** Data follows **
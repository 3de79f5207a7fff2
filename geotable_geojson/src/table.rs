//! Row transport between the GeoJSON engine and external table storage.
//!
//! The engine never talks to a database directly: the reader pushes rows
//! into a [`RowSink`] and the writer pulls rows out of a [`RowSource`].
//! [`MemoryTable`] implements both and backs the CLI and the tests.

use crate::{GeoValue, Geometry, SqlType, TableSchema};
use anyhow::{Result, bail};

/// One feature's worth of data: the geometry (if any) plus property values
/// in schema order (geometry column excluded).
#[derive(Clone, Debug, PartialEq)]
pub struct Row {
	pub geometry: Option<Geometry>,
	pub values: Vec<GeoValue>,
}

/// Destination of an import.
pub trait RowSink {
	/// Creates the destination table with the inferred column list.
	fn create_table(&mut self, schema: &TableSchema) -> Result<()>;

	/// Inserts one row. Called once per feature, in file order.
	fn insert_row(&mut self, row: Row) -> Result<()>;

	/// Applies the final geometry type and SRID constraint after all rows
	/// are loaded, once the file is known to be single-typed or mixed.
	fn set_geometry_constraint(&mut self, type_token: &str, srid: i32) -> Result<()>;
}

/// Source of an export.
pub trait RowSource {
	fn schema(&self) -> &TableSchema;

	/// Visits every row in order; the callback's error aborts the walk.
	fn for_each_row(&mut self, callback: &mut dyn FnMut(&Row) -> Result<()>) -> Result<()>;
}

/// An in-memory table holding a schema and its rows.
#[derive(Clone, Debug, Default)]
pub struct MemoryTable {
	schema: TableSchema,
	rows: Vec<Row>,
}

impl MemoryTable {
	#[must_use]
	pub fn new() -> Self {
		MemoryTable::default()
	}

	#[must_use]
	pub fn from_parts(schema: TableSchema, rows: Vec<Row>) -> Self {
		MemoryTable { schema, rows }
	}

	#[must_use]
	pub fn table_schema(&self) -> &TableSchema {
		&self.schema
	}

	#[must_use]
	pub fn rows(&self) -> &[Row] {
		&self.rows
	}
}

impl RowSink for MemoryTable {
	fn create_table(&mut self, schema: &TableSchema) -> Result<()> {
		self.schema = schema.clone();
		self.rows.clear();
		Ok(())
	}

	fn insert_row(&mut self, row: Row) -> Result<()> {
		self.rows.push(row);
		Ok(())
	}

	fn set_geometry_constraint(&mut self, type_token: &str, srid: i32) -> Result<()> {
		let Some(index) = self.schema.geometry_index() else {
			bail!("the table does not contain a geometry column");
		};
		self.schema.columns[index].sql_type = SqlType::Geometry {
			type_token: type_token.to_string(),
			srid,
		};
		Ok(())
	}
}

impl RowSource for MemoryTable {
	fn schema(&self) -> &TableSchema {
		&self.schema
	}

	fn for_each_row(&mut self, callback: &mut dyn FnMut(&Row) -> Result<()>) -> Result<()> {
		for row in &self.rows {
			callback(row)?;
		}
		Ok(())
	}
}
** End of Data **
§ **Task goal**: Each of the entries must be set down again exactly.

§ **Exercise answer**:
repository 3de79f5207a7fff2
filename geotable_geojson/src/table.rs
//! Row transport between the GeoJSON engine and external table storage.
//!
//! The engine never talks to a database directly: the reader pushes rows
//! into a [`RowSink`] and the writer pulls rows out of a [`RowSource`].
//! [`MemoryTable`] implements both and backs the CLI and the tests.

use crate::{GeoValue, Geometry, SqlType, TableSchema};
use anyhow::{Result, bail};

/// One feature's worth of data: the geometry (if any) plus property values
/// in schema order (geometry column excluded).
#[derive(Clone, Debug, PartialEq)]
pub struct Row {
	pub geometry: Option<Geometry>,
	pub values: Vec<GeoValue>,
}

/// Destination of an import.
pub trait RowSink {
	/// Creates the destination table with the inferred column list.
	fn create_table(&mut self, schema: &TableSchema) -> Result<()>;

	/// Inserts one row. Called once per feature, in file order.
	fn insert_row(&mut self, row: Row) -> Result<()>;

	/// Applies the final geometry type and SRID constraint after all rows
	/// are loaded, once the file is known to be single-typed or mixed.
	fn set_geometry_constraint(&mut self, type_token: &str, srid: i32) -> Result<()>;
}

/// Source of an export.
pub trait RowSource {
	fn schema(&self) -> &TableSchema;

	/// Visits every row in order; the callback's error aborts the walk.
	fn for_each_row(&mut self, callback: &mut dyn FnMut(&Row) -> Result<()>) -> Result<()>;
}

/// An in-memory table holding a schema and its rows.
#[derive(Clone, Debug, Default)]
pub struct MemoryTable {
	schema: TableSchema,
	rows: Vec<Row>,
}

impl MemoryTable {
	#[must_use]
	pub fn new() -> Self {
		MemoryTable::default()
	}

	#[must_use]
	pub fn from_parts(schema: TableSchema, rows: Vec<Row>) -> Self {
		MemoryTable { schema, rows }
	}

	#[must_use]
	pub fn table_schema(&self) -> &TableSchema {
		&self.schema
	}

	#[must_use]
	pub fn rows(&self) -> &[Row] {
		&self.rows
	}
}

impl RowSink for MemoryTable {
	fn create_table(&mut self, schema: &TableSchema) -> Result<()> {
		self.schema = schema.clone();
		self.rows.clear();
		Ok(())
	}

	fn insert_row(&mut self, row: Row) -> Result<()> {
		self.rows.push(row);
		Ok(())
	}

	fn set_geometry_constraint(&mut self, type_token: &str, srid: i32) -> Result<()> {
		let Some(index) = self.schema.geometry_index() else {
			bail!("the table does not contain a geometry column");
		};
		self.schema.columns[index].sql_type = SqlType::Geometry {
			type_token: type_token.to_string(),
			srid,
		};
		Ok(())
	}
}

impl RowSource for MemoryTable {
	fn schema(&self) -> &TableSchema {
		&self.schema
	}

	fn for_each_row(&mut self, callback: &mut dyn FnMut(&Row) -> Result<()>) -> Result<()> {
		for row in &self.rows {
			callback(row)?;
		}
		Ok(())
	}
}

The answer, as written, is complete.